____ EXCERPTED RECORDS
use ratatui::Frame;
use ratatui::style::{Modifier, Style};
use ratatui::text::{Line, Span};
use ratatui::widgets::{Block, Borders, Clear, Paragraph};

use super::centered_rect;
use crate::theme::Theme;

/// Render the quit confirmation dialog as a centered popup.
pub fn render(f: &mut Frame, theme: &Theme, unsaved: bool) {
    let area = f.area();
    let popup = centered_rect(44, if unsaved { 6 } else { 5 }, area);

    let mut lines = vec![
        Line::from(""),
        Line::from(Span::styled(
            "  Quit evidence review?",
            Style::default().fg(theme.text).add_modifier(Modifier::BOLD),
        )),
    ];
    if unsaved {
        lines.push(Line::from(Span::styled(
            "  Unsaved edits will be sent before exit.",
            Style::default().fg(theme.pending),
        )));
    }
    lines.push(Line::from(vec![
        Span::styled(
            "  q",
            Style::default()
                .fg(theme.not_ok)
                .add_modifier(Modifier::BOLD),
        ),
        Span::styled(": quit   ", Style::default().fg(theme.dim)),
        Span::styled(
            "Esc",
            Style::default()
                .fg(theme.active)
                .add_modifier(Modifier::BOLD),
        ),
        Span::styled(": cancel", Style::default().fg(theme.dim)),
    ]));

    let paragraph = Paragraph::new(lines).block(
        Block::default()
            .borders(Borders::ALL)
            .border_style(Style::default().fg(theme.not_ok))
            .title(" Confirm Quit "),
    );

    f.render_widget(Clear, popup);
    f.render_widget(paragraph, popup);
}
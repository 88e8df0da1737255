use thiserror::Error;

pub mod autosave;
pub mod client;
pub mod codec;
pub mod config_file;
pub mod image;
pub mod record;
pub mod session;
pub mod summary;
pub mod viewport;

// Re-export for convenience
pub use autosave::{AutosaveController, Completion, DEFAULT_DEBOUNCE, SaveTicket, SaveTrigger};
pub use client::{Endpoints, ReviewClient};
pub use codec::{parse_records, to_csv};
pub use image::{ImageResolver, ImageSlot, PLACEHOLDER_URL};
pub use record::{FlagField, Record, RecordSet, columns};
pub use session::Session;
pub use summary::ReviewSummary;
pub use viewport::Viewport;

/// The CSV body could not be parsed (or re-serialized) as records.
#[derive(Error, Debug)]
pub enum ParseError {
    #[error("malformed CSV: {0}")]
    Csv(#[from] csv::Error),
    #[error("line {line}: expected at most {expected} fields, found {found}")]
    ExtraFields {
        line: u64,
        expected: usize,
        found: usize,
    },
    #[error("CSV writer produced invalid UTF-8")]
    Encoding,
}

/// Fetching the record CSV failed. Fatal to the review session.
#[derive(Error, Debug)]
pub enum LoadError {
    #[error("HTTP request error: {0}")]
    Http(#[from] reqwest::Error),
    #[error("HTTP error! status: {0}")]
    Status(u16),
    #[error("error parsing CSV: {0}")]
    Parse(#[from] ParseError),
}

/// Submitting the CSV to the save endpoint failed. Non-fatal.
#[derive(Error, Debug)]
pub enum SaveError {
    #[error("HTTP request error: {0}")]
    Http(#[from] reqwest::Error),
    #[error("save rejected with status {0}")]
    Status(u16),
    #[error("could not serialize records: {0}")]
    Serialize(#[from] ParseError),
}

/// The evidence image for a record is not reachable.
#[derive(Error, Debug)]
pub enum ImageLoadError {
    #[error("HTTP request error: {0}")]
    Http(#[from] reqwest::Error),
    #[error("image unavailable (status {0})")]
    Status(u16),
}
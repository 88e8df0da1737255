use ratatui::Frame;
use ratatui::layout::{Alignment, Constraint, Layout, Rect};
use ratatui::style::{Modifier, Style};
use ratatui::text::{Line, Span};
use ratatui::widgets::{Block, Borders, Paragraph, Wrap};

use evidence_review_core::{FlagField, Record, columns};

use crate::app::App;
use crate::theme::Theme;

/// Top bar: title on the left, review stats after it.
pub fn render_header(f: &mut Frame, area: Rect, theme: &Theme, stats: Line<'static>) {
    let mut spans = vec![Span::styled(" Evidence Review ", theme.header_style())];
    spans.push(Span::raw("  "));
    spans.extend(stats.spans);
    f.render_widget(Paragraph::new(Line::from(spans)), area);
}

/// Bottom bar: key hints on the left, save status on the right.
pub fn render_footer(f: &mut Frame, area: Rect, app: &App, hints: &[(&str, &str)]) {
    let theme = &app.theme;
    let mut spans = Vec::new();
    for (key, desc) in hints {
        spans.push(Span::styled(
            format!(" {key}"),
            Style::default()
                .fg(theme.active)
                .add_modifier(Modifier::BOLD),
        ));
        spans.push(Span::styled(format!(":{desc}"), theme.footer_style()));
    }
    f.render_widget(Paragraph::new(Line::from(spans)), area);

    let (status, color) = app.save_status();
    let right = Line::from(Span::styled(
        format!("{status} "),
        Style::default().fg(color),
    ))
    .alignment(Alignment::Right);
    f.render_widget(Paragraph::new(right), area);
}

/// Main review screen: optional record list, the record's fields and flags,
/// and the image panel.
pub fn render_in(f: &mut Frame, app: &mut App, area: Rect) {
    let main_area = if app.sidebar_visible {
        let list_width = (area.width / 4).clamp(20, 36);
        let [list_area, rest] =
            Layout::horizontal([Constraint::Length(list_width), Constraint::Min(40)]).areas(area);
        crate::view::record_list::render(f, list_area, app);
        rest
    } else {
        area
    };

    let Some(record) = app.session.as_ref().and_then(|s| s.current()).cloned() else {
        app.last_image_area = None;
        let empty = Paragraph::new("The CSV has no records.")
            .alignment(Alignment::Center)
            .style(Style::default().fg(app.theme.dim))
            .block(
                Block::default()
                    .borders(Borders::ALL)
                    .border_style(app.theme.border_style()),
            );
        f.render_widget(empty, main_area);
        return;
    };

    let [details_area, image_area] =
        Layout::horizontal([Constraint::Percentage(50), Constraint::Percentage(50)])
            .areas(main_area);

    render_details(f, details_area, &app.theme, &record);
    crate::view::image::render(f, image_area, app);
}

fn render_details(f: &mut Frame, area: Rect, theme: &Theme, record: &Record) {
    let mut lines = Vec::new();
    for &field in FlagField::all() {
        let ok = record.flag(field);
        let (expected_col, found_col) = field.compared_columns();
        let mark = if ok { "[\u{2713}]" } else { "[\u{2717}]" };
        let key = match field {
            FlagField::Name => '1',
            FlagField::Period => '2',
            FlagField::Task => '3',
        };
        lines.push(Line::from(vec![
            Span::styled(
                format!("{mark} "),
                Style::default()
                    .fg(theme.flag_color(ok))
                    .add_modifier(Modifier::BOLD),
            ),
            Span::styled(
                field.label().to_string(),
                Style::default().fg(theme.text).add_modifier(Modifier::BOLD),
            ),
            Span::styled(format!("  ({key})"), Style::default().fg(theme.dim)),
        ]));
        lines.push(labelled("  to validate: ", record.get(expected_col), theme));
        lines.push(labelled("  found:       ", record.get(found_col), theme));
        lines.push(Line::from(""));
    }

    lines.push(Line::from(Span::styled(
        "Justification",
        Style::default().fg(theme.active).add_modifier(Modifier::BOLD),
    )));
    let justification = record.get(columns::JUSTIFICACION);
    lines.push(Line::from(Span::styled(
        if justification.is_empty() {
            "-".to_string()
        } else {
            justification.to_string()
        },
        Style::default().fg(theme.text),
    )));

    let paragraph = Paragraph::new(lines).wrap(Wrap { trim: false }).block(
        Block::default()
            .borders(Borders::ALL)
            .border_style(theme.border_style())
            .title(" Record "),
    );
    f.render_widget(paragraph, area);
}

fn labelled<'a>(label: &'a str, value: &str, theme: &Theme) -> Line<'a> {
    let value = if value.is_empty() { "-" } else { value };
    Line::from(vec![
        Span::styled(label, Style::default().fg(theme.dim)),
        Span::styled(value.to_string(), Style::default().fg(theme.text)),
    ])
}
use evidence_review_core::FlagField;
use ratatui::crossterm::event::{
    Event, KeyCode, KeyEvent, KeyEventKind, KeyModifiers, MouseButton, MouseEvent, MouseEventKind,
};

use crate::action::Action;

/// Map a crossterm terminal event to a TUI action.
pub fn map_event(event: &Event) -> Action {
    match event {
        Event::Key(key) if key.kind == KeyEventKind::Press => {
            // Ctrl+C quits without confirmation
            if key.modifiers.contains(KeyModifiers::CONTROL) && key.code == KeyCode::Char('c') {
                return Action::ForceQuit;
            }
            map_key(key)
        }
        Event::Mouse(mouse) => map_mouse(mouse),
        _ => Action::None,
    }
}

fn map_mouse(mouse: &MouseEvent) -> Action {
    match mouse.kind {
        MouseEventKind::Down(MouseButton::Left) => Action::DragStart(mouse.column, mouse.row),
        MouseEventKind::Drag(MouseButton::Left) => Action::DragMove(mouse.column, mouse.row),
        MouseEventKind::Up(MouseButton::Left) => Action::DragEnd,
        MouseEventKind::ScrollUp => Action::ZoomIn,
        MouseEventKind::ScrollDown => Action::ZoomOut,
        _ => Action::None,
    }
}

fn map_key(key: &KeyEvent) -> Action {
    match key.code {
        KeyCode::Char('q') => Action::Quit,
        KeyCode::Esc => Action::NavigateBack,
        KeyCode::Char('a') | KeyCode::Left => Action::PrevRecord,
        KeyCode::Char('d') | KeyCode::Right => Action::NextRecord,
        KeyCode::Char('1') => Action::ToggleFlag(FlagField::Name),
        KeyCode::Char('2') => Action::ToggleFlag(FlagField::Period),
        KeyCode::Char('3') => Action::ToggleFlag(FlagField::Task),
        KeyCode::Char('s') => Action::Save,
        KeyCode::Char('+') | KeyCode::Char('=') => Action::ZoomIn,
        KeyCode::Char('-') => Action::ZoomOut,
        KeyCode::Char('0') => Action::ResetZoom,
        KeyCode::Tab => Action::ToggleSidebar,
        KeyCode::Char('k') | KeyCode::Up => Action::ListUp,
        KeyCode::Char('j') | KeyCode::Down => Action::ListDown,
        KeyCode::Enter => Action::ListSelect,
        KeyCode::Char('y') => Action::CopyImageUrl,
        KeyCode::Char('r') => Action::Reload,
        KeyCode::Char('?') => Action::ToggleHelp,
        _ => Action::None,
    }
}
________
## ACTION ITEM
Filter the lines above so that only those with the string "match" remain, then copy them.

## EXERCISE ANSWER
        let key = match field {
    match event {
    match mouse.kind {
    match key.code {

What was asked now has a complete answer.